We can write ${ \left[ X-1 \right] }^{ 2 }-{ \left[ Y-\frac { 1 }{ 4 } \right] }^{ 2 }=-{ \left( \frac { 5 }{ 4 } \right) }^{ 2 }$ where $X\equiv \cos { \pi \left( a-x \right) }$ and $Y\equiv \sin { \left( \frac { \pi x }{ a } +\frac { \pi }{ 6 } \right) }$

Now, there is at least 2 ways to deal with the equation.
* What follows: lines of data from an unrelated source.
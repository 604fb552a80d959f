//! Submodule-aware file collection.
//!
//! Initialized submodules are collected from their checkout directory and
//! re-prefixed with their logical path. Nested submodules are not expanded.

use anyhow::Result;
use std::collections::HashSet;
use std::path::PathBuf;
use tracing::debug;

use super::scanner::{collect_files, collect_files_excluding, logical_from_repo_relative};
use crate::domain::{FileInfo, RepoConfig, SubmoduleInfo};

/// Collect files from one submodule, with paths in the parent's logical space.
///
/// An uninitialized submodule, or one outside `base_path`, contributes nothing.
pub fn collect_submodule_files(
    config: &RepoConfig,
    submodule: &SubmoduleInfo,
) -> Result<Vec<FileInfo>> {
    if !submodule.initialized {
        debug!("Skipping uninitialized submodule {}", submodule.path);
        return Ok(Vec::new());
    }

    let Some(prefix) = logical_from_repo_relative(config, &submodule.path) else {
        return Ok(Vec::new());
    };

    let sub_config = RepoConfig {
        path: config.path.join(&submodule.path),
        base_path: None,
        include_submodules: false,
        ..config.clone()
    };

    let files = collect_files(&sub_config)?
        .into_iter()
        .map(|mut file| {
            file.path = format!("{}/{}", prefix, file.path);
            file
        })
        .collect();

    Ok(files)
}

/// Collect the repository, expanding initialized submodules.
///
/// Submodule checkouts are pruned from the parent walk so their files are
/// only produced once, by the submodule pass.
pub fn collect_with_submodules(
    config: &RepoConfig,
    submodules: &[SubmoduleInfo],
) -> Result<Vec<FileInfo>> {
    let excluded: HashSet<PathBuf> = submodules
        .iter()
        .map(|s| config.path.join(&s.path))
        .collect();

    let mut files = collect_files_excluding(config, &excluded)?;
    for submodule in submodules {
        files.extend(collect_submodule_files(config, submodule)?);
    }

    files.sort_by(|a, b| a.path.cmp(&b.path));
    Ok(files)
}

/// The initialized submodule whose logical path equals `logical_path`, if any.
pub fn submodule_at<'a>(
    config: &RepoConfig,
    submodules: &'a [SubmoduleInfo],
    logical_path: &str,
) -> Option<&'a SubmoduleInfo> {
    submodules.iter().find(|s| {
        s.initialized
            && logical_from_repo_relative(config, &s.path).as_deref() == Some(logical_path)
    })
}
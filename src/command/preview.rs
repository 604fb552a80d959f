use anyhow::{Context, Result};

use super::CommandContext;
use crate::cli::format_size;
use crate::git::{list_submodules, GitCli};
use crate::workspace::{collect_files, collect_with_submodules};

pub async fn run_preview(ctx: &CommandContext, repo: &str, all: bool) -> Result<()> {
    let config = ctx.config.repo(repo)?.clone();
    let root = config.effective_root();
    println!("Scanning repository: {}\n", root.display());

    let submodules = if config.include_submodules {
        list_submodules(&GitCli, &config.path).await
    } else {
        Vec::new()
    };
    let files = tokio::task::spawn_blocking(move || {
        if config.include_submodules {
            collect_with_submodules(&config, &submodules)
        } else {
            collect_files(&config)
        }
    })
    .await
    .context("File collection task panicked")??;

    let total_bytes: u64 = files.iter().map(|f| f.content.len() as u64).sum();

    println!("Summary:");
    println!("  Files to index: {}", files.len());
    println!("  Total size: {}", format_size(total_bytes));

    if all {
        println!("\nFiles:");
        for file in &files {
            println!("  {:>8.1}K  {}", file.size_kb, file.path);
        }
    } else if !files.is_empty() {
        println!("\n  Use --all to see all files");
    }

    Ok(())
}
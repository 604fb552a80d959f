//! Durable per-repository sync state.
//!
//! All repositories share one JSON document, `{ stateVersion, agents }`,
//! usually at `~/.memsync/state.json`. Writes go to a uniquely named
//! temporary file in the same directory and are renamed into place.
//! A file that cannot be accepted (corrupt JSON, schema mismatch, unknown
//! version) is copied to a timestamped backup and reported as a
//! [`StateError`]; it is never overwritten or reset.

mod migrate;

use chrono::Utc;
use serde::Serialize;
use std::collections::BTreeMap;
use std::future::Future;
use std::io::{self, ErrorKind};
use std::path::{Path, PathBuf};
use std::time::Duration;
use tokio::sync::Mutex;
use tracing::{debug, error, info, warn};
use uuid::Uuid;

use crate::domain::{AgentState, AppState, CURRENT_STATE_VERSION};
use migrate::{migrate, Migration};

/// Rename attempts before a transient failure is surfaced.
const RENAME_ATTEMPTS: u32 = 5;

/// Linear backoff step between rename attempts.
const RENAME_BACKOFF: Duration = Duration::from_millis(50);

#[cfg(unix)]
const TRANSIENT_OS_ERRORS: &[i32] = &[1 /* EPERM */, 16 /* EBUSY */];
#[cfg(windows)]
const TRANSIENT_OS_ERRORS: &[i32] = &[
    5,  /* ERROR_ACCESS_DENIED */
    32, /* ERROR_SHARING_VIOLATION */
    33, /* ERROR_LOCK_VIOLATION */
];
#[cfg(not(any(unix, windows)))]
const TRANSIENT_OS_ERRORS: &[i32] = &[];

#[derive(Debug, thiserror::Error)]
pub enum StateError {
    #[error("state file {path} is not valid JSON; original preserved at {backup}")]
    Corrupt {
        path: PathBuf,
        backup: PathBuf,
        #[source]
        source: serde_json::Error,
    },
    #[error("state file {path} does not match the expected schema ({message}); original preserved at {backup}")]
    Schema {
        path: PathBuf,
        backup: PathBuf,
        message: String,
    },
    #[error("state file {path} has version {found} but this build supports {supported}; original preserved at {backup}")]
    UnsupportedVersion {
        path: PathBuf,
        found: u64,
        supported: u32,
        backup: PathBuf,
    },
    #[error("I/O error on {path}")]
    Io {
        path: PathBuf,
        #[source]
        source: io::Error,
    },
    #[error("failed to serialize state")]
    Serialize(#[source] serde_json::Error),
    #[error("no agent is registered for repository '{0}'")]
    UnknownRepo(String),
}

impl StateError {
    /// Backup written when the file was rejected, if any.
    pub fn backup_path(&self) -> Option<&Path> {
        match self {
            StateError::Corrupt { backup, .. }
            | StateError::Schema { backup, .. }
            | StateError::UnsupportedVersion { backup, .. } => Some(backup),
            _ => None,
        }
    }
}

/// Outcome of reading the state file.
#[derive(Debug, Clone, PartialEq)]
pub enum StateRead {
    /// No file exists yet; the contained state is fresh and empty.
    Missing(AppState),
    /// The file was read, migrated if necessary, and validated.
    Loaded(AppState),
}

impl StateRead {
    pub fn into_state(self) -> AppState {
        match self {
            StateRead::Missing(state) | StateRead::Loaded(state) => state,
        }
    }
}

/// On-disk shape, borrowed so saving does not clone the whole state.
#[derive(Serialize)]
#[serde(rename_all = "camelCase")]
struct StateDocument<'a> {
    state_version: u32,
    agents: &'a BTreeMap<String, AgentState>,
}

/// Handle to the shared state file.
///
/// Read-modify-write helpers hold an in-process lock so repositories synced
/// by one daemon do not overwrite each other's updates. Other processes are
/// not locked out; every update re-reads the file first.
#[derive(Debug)]
pub struct StateStore {
    path: PathBuf,
    lock: Mutex<()>,
}

impl StateStore {
    pub fn new(path: impl Into<PathBuf>) -> Self {
        Self {
            path: path.into(),
            lock: Mutex::new(()),
        }
    }

    pub fn path(&self) -> &Path {
        &self.path
    }

    /// Read the state file, distinguishing "no file yet" from a loaded state.
    pub async fn read(&self) -> Result<StateRead, StateError> {
        let raw = match tokio::fs::read_to_string(&self.path).await {
            Ok(raw) => raw,
            Err(e) if e.kind() == ErrorKind::NotFound => {
                debug!("No state file at {}, starting empty", self.path.display());
                return Ok(StateRead::Missing(AppState::default()));
            }
            Err(source) => {
                return Err(StateError::Io {
                    path: self.path.clone(),
                    source,
                })
            }
        };

        let mut doc: serde_json::Value = match serde_json::from_str(&raw) {
            Ok(doc) => doc,
            Err(source) => {
                let backup = self.backup().await?;
                return Err(self.rejected(StateError::Corrupt {
                    path: self.path.clone(),
                    backup,
                    source,
                }));
            }
        };

        match migrate(&mut doc) {
            Ok(Migration::Current) => {}
            Ok(Migration::Migrated { from }) => {
                info!(
                    "Migrating state file {} from version {} to {}",
                    self.path.display(),
                    from.map(|v| v.to_string())
                        .unwrap_or_else(|| "<none>".to_string()),
                    CURRENT_STATE_VERSION
                );
            }
            Ok(Migration::Unsupported(found)) => {
                let backup = self.backup().await?;
                return Err(self.rejected(StateError::UnsupportedVersion {
                    path: self.path.clone(),
                    found,
                    supported: CURRENT_STATE_VERSION,
                    backup,
                }));
            }
            Err(message) => {
                let backup = self.backup().await?;
                return Err(self.rejected(StateError::Schema {
                    path: self.path.clone(),
                    backup,
                    message,
                }));
            }
        }

        let state: AppState = match serde_json::from_value(doc) {
            Ok(state) => state,
            Err(e) => {
                let backup = self.backup().await?;
                return Err(self.rejected(StateError::Schema {
                    path: self.path.clone(),
                    backup,
                    message: e.to_string(),
                }));
            }
        };

        if state.state_version != CURRENT_STATE_VERSION {
            let backup = self.backup().await?;
            return Err(self.rejected(StateError::UnsupportedVersion {
                path: self.path.clone(),
                found: u64::from(state.state_version),
                supported: CURRENT_STATE_VERSION,
                backup,
            }));
        }

        Ok(StateRead::Loaded(state))
    }

    /// Read the state, treating a missing file as empty state.
    pub async fn load(&self) -> Result<AppState, StateError> {
        self.read().await.map(StateRead::into_state)
    }

    /// Persist `state` atomically, stamping the current version.
    #[cfg(test)]
    pub async fn save(&self, state: &AppState) -> Result<(), StateError> {
        let _guard = self.lock.lock().await;
        self.write(state).await
    }

    pub async fn get_agent(&self, repo_name: &str) -> Result<Option<AgentState>, StateError> {
        Ok(self.load().await?.agents.remove(repo_name))
    }

    /// Register a new agent. Returns `false` without writing if the repository
    /// already has one.
    pub async fn insert_agent(&self, agent: AgentState) -> Result<bool, StateError> {
        let _guard = self.lock.lock().await;
        let mut state = self.load().await?;
        if state.agents.contains_key(&agent.repo_name) {
            return Ok(false);
        }
        state.agents.insert(agent.repo_name.clone(), agent);
        self.write(&state).await?;
        Ok(true)
    }

    /// Apply `update` to the latest persisted state of `repo_name` and save.
    ///
    /// The file is re-read under the lock so concurrent updates for other
    /// repositories are kept.
    pub async fn update_agent<F>(&self, repo_name: &str, update: F) -> Result<AgentState, StateError>
    where
        F: FnOnce(&mut AgentState),
    {
        let _guard = self.lock.lock().await;
        let mut state = self.load().await?;
        let agent = state
            .agents
            .get_mut(repo_name)
            .ok_or_else(|| StateError::UnknownRepo(repo_name.to_string()))?;
        update(agent);
        let updated = agent.clone();
        self.write(&state).await?;
        Ok(updated)
    }

    /// Like [`update_agent`](Self::update_agent), but only writes when
    /// `update` reports a change.
    pub async fn update_agent_if<F>(&self, repo_name: &str, update: F) -> Result<bool, StateError>
    where
        F: FnOnce(&mut AgentState) -> bool,
    {
        let _guard = self.lock.lock().await;
        let mut state = self.load().await?;
        let agent = state
            .agents
            .get_mut(repo_name)
            .ok_or_else(|| StateError::UnknownRepo(repo_name.to_string()))?;
        if !update(agent) {
            return Ok(false);
        }
        self.write(&state).await?;
        Ok(true)
    }

    async fn write(&self, state: &AppState) -> Result<(), StateError> {
        let doc = StateDocument {
            state_version: CURRENT_STATE_VERSION,
            agents: &state.agents,
        };
        let content = serde_json::to_string_pretty(&doc).map_err(StateError::Serialize)?;

        let io_err = |path: &Path| {
            let path = path.to_path_buf();
            move |source: io::Error| StateError::Io { path, source }
        };

        let dir = match self.path.parent() {
            Some(p) if !p.as_os_str().is_empty() => p.to_path_buf(),
            _ => PathBuf::from("."),
        };
        tokio::fs::create_dir_all(&dir).await.map_err(io_err(&dir))?;

        let tmp = dir.join(self.temp_file_name());
        tokio::fs::write(&tmp, content).await.map_err(io_err(&tmp))?;

        let result = rename_with_retry(|| tokio::fs::rename(&tmp, &self.path)).await;
        if let Err(source) = result {
            let _ = tokio::fs::remove_file(&tmp).await;
            return Err(StateError::Io {
                path: self.path.clone(),
                source,
            });
        }

        debug!("Saved state to {}", self.path.display());
        Ok(())
    }

    /// `.<name>.<pid>.<uuid>.tmp`, unique per process and attempt.
    fn temp_file_name(&self) -> String {
        let name = self
            .path
            .file_name()
            .map(|n| n.to_string_lossy().into_owned())
            .unwrap_or_else(|| "state.json".to_string());
        format!(
            ".{}.{}.{}.tmp",
            name,
            std::process::id(),
            Uuid::new_v4().simple()
        )
    }

    /// Copy the current file to `<name>.backup-<timestamp>` next to it.
    async fn backup(&self) -> Result<PathBuf, StateError> {
        let stamp = Utc::now().format("%Y%m%dT%H%M%S%.3fZ");
        let mut backup = self.path.clone().into_os_string();
        backup.push(format!(".backup-{}", stamp));
        let backup = PathBuf::from(backup);

        tokio::fs::copy(&self.path, &backup)
            .await
            .map_err(|source| StateError::Io {
                path: backup.clone(),
                source,
            })?;
        Ok(backup)
    }

    fn rejected(&self, err: StateError) -> StateError {
        error!("{}", err);
        err
    }
}

fn is_transient_rename_error(err: &io::Error) -> bool {
    err.kind() == ErrorKind::PermissionDenied
        || err
            .raw_os_error()
            .map(|code| TRANSIENT_OS_ERRORS.contains(&code))
            .unwrap_or(false)
}

/// Run `rename`, retrying transient failures with linear backoff.
async fn rename_with_retry<F, Fut>(mut rename: F) -> io::Result<()>
where
    F: FnMut() -> Fut,
    Fut: Future<Output = io::Result<()>>,
{
    let mut attempt = 1;
    loop {
        match rename().await {
            Ok(()) => return Ok(()),
            Err(e) if attempt < RENAME_ATTEMPTS && is_transient_rename_error(&e) => {
                warn!(
                    "State rename failed ({}), retrying ({}/{})",
                    e, attempt, RENAME_ATTEMPTS
                );
                tokio::time::sleep(RENAME_BACKOFF * attempt).await;
                attempt += 1;
            }
            Err(e) => return Err(e),
        }
    }
}
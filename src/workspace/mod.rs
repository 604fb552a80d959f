//! Repository indexing into agent archival memory.
//!
//! A repository is turned into passages in three steps:
//! - collect included files (`scanner`, `submodule`)
//! - split each file into bounded, header-prefixed chunks (`chunker`)
//! - plan and execute uploads and stale-passage cleanup (`plan`, `executor`)
//!
//! [`RepoSync`] drives those steps against the state store and git.

mod chunker;
mod executor;
mod plan;
mod reconcile;
mod scanner;
mod submodule;
mod sync;
mod upload;

// Re-exports
pub use chunker::DEFAULT_MAX_CHUNK_CHARS;
pub use executor::LogProgress;
#[cfg(test)]
pub use executor::NoOpProgress;
pub use plan::DEFAULT_FULL_REINDEX_THRESHOLD;
pub use reconcile::{compute_reconcile_plan, fix_reconcile_drift, strip_missing_in_store};
pub use scanner::{collect_files, is_included, logical_from_absolute};
pub use submodule::collect_with_submodules;
pub use sync::{PollOutcome, RepoSync, SyncOptions, SyncReport};
pub use upload::DEFAULT_CONCURRENCY;
use anyhow::{Context, Result};
use std::borrow::Cow;

use super::CommandContext;
use crate::workspace::{compute_reconcile_plan, fix_reconcile_drift, strip_missing_in_store};

pub async fn run_reconcile(ctx: &CommandContext, repo: &str, fix: bool) -> Result<()> {
    ctx.config.repo(repo)?;
    let agent = ctx.registered_agent(repo).await?;
    let provider = ctx.provider()?;

    let remote = provider
        .list_passages(&agent.agent_id)
        .await
        .with_context(|| format!("Failed to list passages of agent {}", agent.agent_id))?;
    let plan = compute_reconcile_plan(&agent.passages, &remote);

    println!("Reconcile '{}' (agent {}):", repo, agent.agent_id);
    println!("  Local passages: {}", agent.passage_count());
    println!("  Remote passages: {}", remote.len());
    println!("  Orphans (remote only): {}", plan.orphan_passage_ids.len());
    println!("  Missing (local only): {}", plan.missing_passage_ids.len());

    if plan.in_sync {
        println!("\n✅ In sync");
        return Ok(());
    }
    if !fix {
        println!("\n  Run with --fix to repair");
        return Ok(());
    }

    let fixed = fix_reconcile_drift(
        provider.as_ref(),
        &agent.agent_id,
        &agent.passages,
        &plan,
        ctx.config.sync.concurrency,
    )
    .await;

    // The snapshot only says whether stripping is needed; the store applies
    // it to the current map.
    if let Cow::Owned(_) = fixed {
        strip_missing_in_store(&ctx.store, repo, &plan.missing_passage_ids).await?;
    }

    println!("\n✅ Repaired");
    Ok(())
}
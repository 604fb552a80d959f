//! One module per subcommand.
//!
//! Every command starts from a [`CommandContext`]: the loaded configuration
//! and the shared state store.

mod preview;
mod reconcile;
mod register;
mod status;
mod sync;
mod watch;

pub use preview::run_preview;
pub use reconcile::run_reconcile;
pub use register::run_register;
pub use status::run_status;
pub use sync::run_sync;
pub use watch::run_watch;

use anyhow::{Context, Result};
use std::path::Path;
use std::sync::Arc;
use tracing::warn;

use crate::api::{HttpMemoryProvider, MemoryProvider};
use crate::config::Config;
use crate::domain::AgentState;
use crate::git::GitCli;
use crate::state::StateStore;
use crate::workspace::{LogProgress, RepoSync, SyncOptions};

pub struct CommandContext {
    pub config: Config,
    pub store: Arc<StateStore>,
}

impl CommandContext {
    pub fn load(config_path: &Path) -> Result<Self> {
        let config = Config::load(config_path)?;
        let store = Arc::new(StateStore::new(config.state_file_path()?));
        Ok(Self { config, store })
    }

    pub fn provider(&self) -> Result<Arc<dyn MemoryProvider>> {
        let api_key = self.config.api_key();
        if api_key.is_none() {
            warn!(
                "{} is not set, calling {} without credentials",
                self.config.server.api_key_env, self.config.server.base_url
            );
        }
        let provider = HttpMemoryProvider::new(&self.config.server.base_url, api_key)?;
        Ok(Arc::new(provider))
    }

    /// The registered agent for `repo`, or an error pointing at `register`.
    pub async fn registered_agent(&self, repo: &str) -> Result<AgentState> {
        self.store.get_agent(repo).await?.with_context(|| {
            format!(
                "Repository '{}' is not registered. Run 'memsync register {} --agent-id <id>' first.",
                repo, repo
            )
        })
    }

    pub async fn repo_sync(&self, repo: &str, provider: Arc<dyn MemoryProvider>) -> Result<RepoSync> {
        let config = self.config.repo(repo)?.clone();
        self.registered_agent(repo).await?;
        Ok(RepoSync {
            repo_name: repo.to_string(),
            config,
            store: self.store.clone(),
            provider,
            git: Arc::new(GitCli),
            options: SyncOptions::from(&self.config.sync),
            progress: Arc::new(LogProgress),
        })
    }
}
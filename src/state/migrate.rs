//! Forward migration of the state document.
//!
//! Runs on the raw JSON value before schema validation so that shapes the
//! current types no longer accept can still be upgraded.

use serde_json::Value;

use crate::domain::CURRENT_STATE_VERSION;

/// Versions this build knows how to upgrade.
const LEGACY_VERSIONS: &[u64] = &[1];

#[derive(Debug, Clone, PartialEq, Eq)]
pub(super) enum Migration {
    /// Already at the current version.
    Current,
    /// Upgraded in place. `from` is `None` when the document carried no version.
    Migrated { from: Option<u64> },
    /// Newer or unrecognized version; must not be touched.
    Unsupported(u64),
}

/// Upgrade `doc` in place to the current version where possible.
///
/// `Err` carries a schema message for documents that are not objects or
/// carry a non-integer version.
pub(super) fn migrate(doc: &mut Value) -> Result<Migration, String> {
    let obj = doc
        .as_object_mut()
        .ok_or_else(|| "top-level value must be an object".to_string())?;

    let from = match obj.get("stateVersion") {
        None => None,
        Some(v) => Some(
            v.as_u64()
                .ok_or_else(|| format!("stateVersion must be a non-negative integer, got {}", v))?,
        ),
    };

    match from {
        Some(v) if v == u64::from(CURRENT_STATE_VERSION) => Ok(Migration::Current),
        Some(v) if !LEGACY_VERSIONS.contains(&v) => Ok(Migration::Unsupported(v)),
        _ => {
            // v1 and unversioned documents share the v2 layout; only the stamp differs.
            obj.insert(
                "stateVersion".to_string(),
                Value::from(CURRENT_STATE_VERSION),
            );
            obj.entry("agents")
                .or_insert_with(|| Value::Object(Default::default()));
            Ok(Migration::Migrated { from })
        }
    }
}

#[cfg(test)]
mod tests {
    use super::*;
    use serde_json::json;

    #[test]
    fn test_unversioned_document_is_stamped() {
        let mut doc = json!({ "agents": {} });
        assert_eq!(migrate(&mut doc), Ok(Migration::Migrated { from: None }));
        assert_eq!(doc["stateVersion"], json!(CURRENT_STATE_VERSION));
    }

    #[test]
    fn test_legacy_version_is_upgraded() {
        let mut doc = json!({ "stateVersion": 1 });
        assert_eq!(migrate(&mut doc), Ok(Migration::Migrated { from: Some(1) }));
        assert_eq!(doc["stateVersion"], json!(CURRENT_STATE_VERSION));
        assert_eq!(doc["agents"], json!({}));
    }

    #[test]
    fn test_current_and_future_versions() {
        let mut doc = json!({ "stateVersion": CURRENT_STATE_VERSION, "agents": {} });
        assert_eq!(migrate(&mut doc), Ok(Migration::Current));

        let mut doc = json!({ "stateVersion": 99, "agents": {} });
        assert_eq!(migrate(&mut doc), Ok(Migration::Unsupported(99)));
        assert_eq!(doc["stateVersion"], json!(99));
    }

    #[test]
    fn test_invalid_shapes() {
        assert!(migrate(&mut json!([1, 2, 3])).is_err());
        assert!(migrate(&mut json!({ "stateVersion": "two" })).is_err());
        assert!(migrate(&mut json!({ "stateVersion": -1 })).is_err());
    }
}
The first one is to note that

${ \left[ X-1 \right] }^{ 2 }=\left( Y-\frac { 3 }{ 2 } \right) \left( Y+1 \right)$

$LHS\ge 0$ , meanwhile $RHS\le 0$ . Therefore, $LHS=RHS\Leftrightarrow LHS=RHS=0$

$\Leftrightarrow \begin{cases} X=\cos { \pi \left( a-x \right) } =1 \\ Y=\sin { \left( \frac { \pi x }{ a } +\frac { \pi }{ 6 } \right) } =-1 \end{cases}\\ \Leftrightarrow \begin{cases} \pi \left( a-x \right) =k\left( 2\pi \right) \quad (k\in Z) \\ \pi \left( \frac { x }{ a } +\frac { 1 }{ 6 } \right) =-\frac { \pi }{ 2 } +l\left( 2\pi \right) \quad (l\in Z) \end{cases}\\ \Rightarrow \left( 5+6l \right) a=6k\\ \Rightarrow 6\mid a$

The second method, divide the both hand sides by ${ \left( \frac { 5 }{ 4 } \right) }^{ 2 }$ , it now represents a hyperbola. At the same time, don't forger that $-1\le X,Y\le 1$ or $\left( X,Y \right)$ lies on the square whose center is at the origin and side length is $2$ . After some investigation, it turns out that the hyperbola intersects the square at just one point, $\left( 1,-1 \right) \equiv a\quad vertex\quad of\quad the\quad square\equiv a\quad vertex\quad of\quad the\quad hyperbola$ .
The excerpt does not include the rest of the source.